◆ **Task goal**: Scan the listing below and copy each line holding the word "substring".

◆ **The input**:

// SPDX-License-Identifier: AGPL-3.0-or-later
//
// Copyright (C) 2026 Relational Network

//! Tokenized property endpoints.
//!
//! Listing defaults to active properties; `status=all` lifts the filter.
//! Creation records the caller's claimed wallet as the owner.

use axum::{extract::State, http::StatusCode, Json};
use chrono::Utc;
use serde::Deserialize;
use serde_json::Value;
use utoipa::IntoParams;
use uuid::Uuid;

use super::extract::{ApiJson, ApiPath, ApiQuery};
use crate::{
    auth::ClaimedWallet,
    error::ApiError,
    models::{
        blank_as_none,
        property::{parse_price, ValidatedListing},
        ApiResponse, CreatePropertyRequest, Property, PropertyStatus, PropertyType,
        UpdatePropertyRequest,
    },
    query::{self, ListRequest, Window},
    state::AppState,
    storage::StoreError,
};

/// Status value that disables the status filter.
const ALL_STATUSES: &str = "all";

/// Filters accepted by `GET /api/properties`.
#[derive(Debug, Default, Deserialize, IntoParams)]
#[serde(rename_all = "camelCase")]
#[into_params(parameter_in = Query)]
pub struct PropertyListParams {
    /// Case-insensitive substring of title, description or location.
    #[serde(default)]
    pub search: Option<String>,
    /// `active` (default), `pending`, `sold`, `draft` or `all`.
    #[serde(default)]
    pub status: Option<String>,
    #[serde(default, deserialize_with = "blank_as_none")]
    #[param(value_type = Option<String>)]
    pub property_type: Option<PropertyType>,
    /// Case-insensitive substring of the location.
    #[serde(default)]
    pub location: Option<String>,
    /// Comma-separated tags; any match is enough.
    #[serde(default)]
    pub tags: Option<String>,
    /// Page size; absent means every remaining item.
    #[serde(default, deserialize_with = "blank_as_none")]
    pub limit: Option<usize>,
    #[serde(default, deserialize_with = "blank_as_none")]
    pub offset: Option<usize>,
}

impl PropertyListParams {
    fn into_request(self) -> Result<ListRequest, ApiError> {
        let mut request = ListRequest::new(Window::new(self.limit, self.offset))
            .search(self.search.as_deref())
            .location(self.location.as_deref())
            .tags(self.tags.as_deref());

        match self.status.as_deref().map(str::trim) {
            None | Some("") => {
                request = request.exact("status", PropertyStatus::Active.as_str());
            }
            Some(ALL_STATUSES) => {}
            Some(raw) => {
                let status: PropertyStatus = raw.parse().map_err(ApiError::validation)?;
                request = request.exact("status", status.as_str());
            }
        }
        if let Some(property_type) = self.property_type {
            request = request.exact("property_type", property_type.as_str());
        }
        Ok(request)
    }
}

/// Check the required listing fields in order; the first failure wins.
fn validate_listing(request: &CreatePropertyRequest) -> Result<ValidatedListing, ApiError> {
    let title = request
        .title
        .as_deref()
        .map(str::trim)
        .filter(|title| !title.is_empty())
        .ok_or_else(|| ApiError::validation("Property title is required"))?;

    let location = request
        .location
        .as_deref()
        .map(str::trim)
        .filter(|location| !location.is_empty())
        .ok_or_else(|| ApiError::validation("Property location is required"))?;

    let price = match &request.price {
        Some(Value::String(raw)) => Some(raw.trim().to_string()),
        Some(Value::Number(number)) => Some(number.to_string()),
        _ => None,
    }
    .filter(|raw| parse_price(raw).is_some())
    .ok_or_else(|| ApiError::validation("Valid property price is required"))?;

    let shares = match &request.shares {
        Some(Value::Number(number)) => number.as_u64(),
        Some(Value::String(raw)) => raw.trim().parse::<u64>().ok(),
        _ => None,
    }
    .filter(|shares| *shares > 0)
    .ok_or_else(|| ApiError::validation("Valid number of shares is required"))?;

    Ok(ValidatedListing {
        title: title.to_string(),
        location: location.to_string(),
        price,
        shares,
    })
}

#[utoipa::path(
    get,
    path = "/api/properties",
    tag = "Properties",
    params(PropertyListParams),
    responses(
        (status = 200, description = "Filtered, paginated properties", body = ApiResponse<Vec<Property>>),
        (status = 400, description = "Invalid filter value")
    )
)]
pub async fn list_properties(
    State(state): State<AppState>,
    ApiQuery(params): ApiQuery<PropertyListParams>,
) -> Result<Json<ApiResponse<Vec<Property>>>, ApiError> {
    let request = params.into_request()?;
    let page = query::execute(state.properties.as_ref(), &request)?;
    Ok(Json(ApiResponse::page(page.items, page.total)))
}

#[utoipa::path(
    post,
    path = "/api/properties",
    tag = "Properties",
    request_body = CreatePropertyRequest,
    params(
        ("X-Wallet-Address" = Option<String>, Header, description = "Claimed owner address (or Authorization: Bearer 0x…)")
    ),
    responses(
        (status = 201, description = "Property listed", body = ApiResponse<Property>),
        (status = 400, description = "Missing or invalid field"),
        (status = 401, description = "No wallet address claimed")
    )
)]
pub async fn create_property(
    State(state): State<AppState>,
    claimed: ClaimedWallet,
    ApiJson(request): ApiJson<CreatePropertyRequest>,
) -> Result<(StatusCode, Json<ApiResponse<Property>>), ApiError> {
    let listing = validate_listing(&request)?;
    let owner = claimed.require()?;

    let property = Property::list(
        Uuid::new_v4().to_string(),
        &owner,
        listing,
        request,
        Utc::now(),
    );
    let stored = state.properties.insert(&property)?;

    tracing::info!(
        property_id = %stored.id,
        owner = %stored.owner_address,
        shares = stored.shares,
        "Property listed"
    );
    Ok((StatusCode::CREATED, Json(ApiResponse::ok(stored))))
}

#[utoipa::path(
    get,
    path = "/api/properties/{id}",
    tag = "Properties",
    params(("id" = String, Path, description = "Property id")),
    responses(
        (status = 200, description = "Property found", body = ApiResponse<Property>),
        (status = 404, description = "Property not found")
    )
)]
pub async fn get_property(
    State(state): State<AppState>,
    ApiPath(id): ApiPath<String>,
) -> Result<Json<ApiResponse<Property>>, ApiError> {
    state
        .properties
        .get(&id)?
        .map(|property| Json(ApiResponse::ok(property)))
        .ok_or_else(|| StoreError::not_found::<Property>(&id).into())
}

#[utoipa::path(
    put,
    path = "/api/properties/{id}",
    tag = "Properties",
    params(("id" = String, Path, description = "Property id")),
    request_body = UpdatePropertyRequest,
    responses(
        (status = 200, description = "Property updated", body = ApiResponse<Property>),
        (status = 400, description = "Update violates a listing invariant"),
        (status = 404, description = "Property not found")
    )
)]
pub async fn update_property(
    State(state): State<AppState>,
    ApiPath(id): ApiPath<String>,
    ApiJson(patch): ApiJson<UpdatePropertyRequest>,
) -> Result<Json<ApiResponse<Property>>, ApiError> {
    let updated = state.properties.update(&id, &patch)?;
    tracing::info!(property_id = %id, "Property updated");
    Ok(Json(ApiResponse::ok(updated)))
}

#[utoipa::path(
    delete,
    path = "/api/properties/{id}",
    tag = "Properties",
    params(("id" = String, Path, description = "Property id")),
    responses(
        (status = 200, description = "Property deleted"),
        (status = 404, description = "Property not found")
    )
)]
pub async fn delete_property(
    State(state): State<AppState>,
    ApiPath(id): ApiPath<String>,
) -> Result<Json<ApiResponse<()>>, ApiError> {
    state.properties.delete(&id)?;
    tracing::info!(property_id = %id, "Property deleted");
    Ok(Json(ApiResponse::done()))
}

#[cfg(test)]
mod tests {
    use super::*;
    use crate::api::{router, tests::send};
    use axum::{http::Method, Router};
    use serde_json::json;

    const OWNER: (&str, &str) = ("x-wallet-address", "0xABC");

    async fn create(app: &Router, payload: Value) -> (StatusCode, Value) {
        send(app, Method::POST, "/api/properties", &[OWNER], Some(payload)).await
    }

    #[tokio::test]
    async fn create_sets_owner_and_share_defaults() {
        let (state, _dir) = AppState::for_tests();
        let app = router(state);

        let (status, body) = create(
            &app,
            json!({"title": "A", "location": "X", "price": "100", "shares": 10}),
        )
        .await;

        assert_eq!(status, StatusCode::CREATED);
        assert_eq!(body["success"], true);
        let data = &body["data"];
        assert_eq!(data["ownerAddress"], "0xabc");
        assert_eq!(data["availableShares"], 10);
        assert_eq!(data["shares"], 10);
        assert_eq!(data["status"], "active");
        assert_eq!(data["roi"], "0");
    }

    #[tokio::test]
    async fn create_validates_fields_in_order() {
        let (state, _dir) = AppState::for_tests();
        let app = router(state);

        let cases = [
            (json!({"location": "X", "price": "1", "shares": 1}), "Property title is required"),
            (json!({"title": " ", "price": "1", "shares": 1}), "Property title is required"),
            (json!({"title": "A", "price": "1", "shares": 1}), "Property location is required"),
            (json!({"title": "A", "location": "X", "price": "0", "shares": 1}), "Valid property price is required"),
            (json!({"title": "A", "location": "X", "price": "abc", "shares": 1}), "Valid property price is required"),
            (json!({"title": "A", "location": "X", "price": "5", "shares": 0}), "Valid number of shares is required"),
            (json!({"title": "A", "location": "X", "price": "5", "shares": -2}), "Valid number of shares is required"),
        ];

        for (payload, expected) in cases {
            let (status, body) = create(&app, payload).await;
            assert_eq!(status, StatusCode::BAD_REQUEST);
            assert_eq!(body["error"], expected);
        }
    }

    #[tokio::test]
    async fn create_without_claimed_wallet_is_unauthenticated() {
        let (state, _dir) = AppState::for_tests();
        let app = router(state);

        let (status, body) = send(
            &app,
            Method::POST,
            "/api/properties",
            &[],
            Some(json!({"title": "A", "location": "X", "price": "100", "shares": 10})),
        )
        .await;
        assert_eq!(status, StatusCode::UNAUTHORIZED);
        assert_eq!(body["success"], false);

        let (status, body) = send(
            &app,
            Method::POST,
            "/api/properties",
            &[("authorization", "Bearer 0xDEF")],
            Some(json!({"title": "A", "location": "X", "price": 100, "shares": 10})),
        )
        .await;
        assert_eq!(status, StatusCode::CREATED);
        assert_eq!(body["data"]["ownerAddress"], "0xdef");
    }

    #[tokio::test]
    async fn listing_defaults_to_active_and_filters_after_retrieval() {
        let (state, _dir) = AppState::for_tests();
        let app = router(state);

        for (title, city, tags) in [
            ("Harbor Loft", "Lisbon", vec!["Waterfront", "Pool"]),
            ("City Office", "Porto", vec!["Downtown"]),
            ("Garden House", "Lisbon", vec!["Garden"]),
        ] {
            let (status, _) = create(
                &app,
                json!({"title": title, "location": city, "price": "10", "shares": 5, "tags": tags}),
            )
            .await;
            assert_eq!(status, StatusCode::CREATED);
        }

        let (_, body) = send(&app, Method::GET, "/api/properties", &[], None).await;
        assert_eq!(body["total"], 3);
        assert_eq!(body["data"][0]["title"], "Garden House");

        let (_, body) = send(&app, Method::GET, "/api/properties?status=sold", &[], None).await;
        assert_eq!(body, json!({"success": true, "data": [], "total": 0}));

        let (_, body) =
            send(&app, Method::GET, "/api/properties?location=lis&limit=1", &[], None).await;
        assert_eq!(body["total"], 2);
        assert_eq!(body["data"].as_array().unwrap().len(), 1);

        let (_, body) =
            send(&app, Method::GET, "/api/properties?tags=pool,garden", &[], None).await;
        assert_eq!(body["total"], 2);

        let (_, body) = send(&app, Method::GET, "/api/properties?search=office", &[], None).await;
        assert_eq!(body["total"], 1);
        assert_eq!(body["data"][0]["location"], "Porto");

        let (status, _) =
            send(&app, Method::GET, "/api/properties?status=unknown", &[], None).await;
        assert_eq!(status, StatusCode::BAD_REQUEST);
    }

    #[tokio::test]
    async fn status_all_lifts_default_filter() {
        let (state, _dir) = AppState::for_tests();
        let app = router(state);

        let (_, created) = create(
            &app,
            json!({"title": "A", "location": "X", "price": "100", "shares": 10}),
        )
        .await;
        let id = created["data"]["id"].as_str().unwrap().to_string();

        let (status, _) = send(
            &app,
            Method::PUT,
            &format!("/api/properties/{id}"),
            &[],
            Some(json!({"status": "sold"})),
        )
        .await;
        assert_eq!(status, StatusCode::OK);

        let (_, active) = send(&app, Method::GET, "/api/properties", &[], None).await;
        assert_eq!(active["total"], 0);
        let (_, all) = send(&app, Method::GET, "/api/properties?status=all", &[], None).await;
        assert_eq!(all["total"], 1);
    }

    #[tokio::test]
    async fn update_enforces_share_invariants() {
        let (state, _dir) = AppState::for_tests();
        let app = router(state);

        let (_, created) = create(
            &app,
            json!({"title": "A", "location": "X", "price": "100", "shares": 10}),
        )
        .await;
        let uri = format!("/api/properties/{}", created["data"]["id"].as_str().unwrap());

        let (status, body) =
            send(&app, Method::PATCH, &uri, &[], Some(json!({"availableShares": 11}))).await;
        assert_eq!(status, StatusCode::BAD_REQUEST);
        assert_eq!(body["success"], false);

        let (status, body) =
            send(&app, Method::PATCH, &uri, &[], Some(json!({"shares": 4}))).await;
        assert_eq!(status, StatusCode::OK);
        assert_eq!(body["data"]["availableShares"], 4);

        let (status, body) = send(&app, Method::GET, &uri, &[], None).await;
        assert_eq!(status, StatusCode::OK);
        assert_eq!(body["data"]["shares"], 4);
    }

    #[tokio::test]
    async fn unknown_ids_are_not_found() {
        let (state, _dir) = AppState::for_tests();
        let app = router(state);

        for method in [Method::GET, Method::DELETE] {
            let (status, body) = send(&app, method, "/api/properties/nope", &[], None).await;
            assert_eq!(status, StatusCode::NOT_FOUND);
            assert_eq!(body, json!({"success": false, "error": "Property not found"}));
        }

        let (status, _) = send(
            &app,
            Method::PUT,
            "/api/properties/nope",
            &[],
            Some(json!({"title": "B"})),
        )
        .await;
        assert_eq!(status, StatusCode::NOT_FOUND);
    }
}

◆ **Expected answer**:
    /// Case-insensitive substring of title, description or location.
    /// Case-insensitive substring of the location.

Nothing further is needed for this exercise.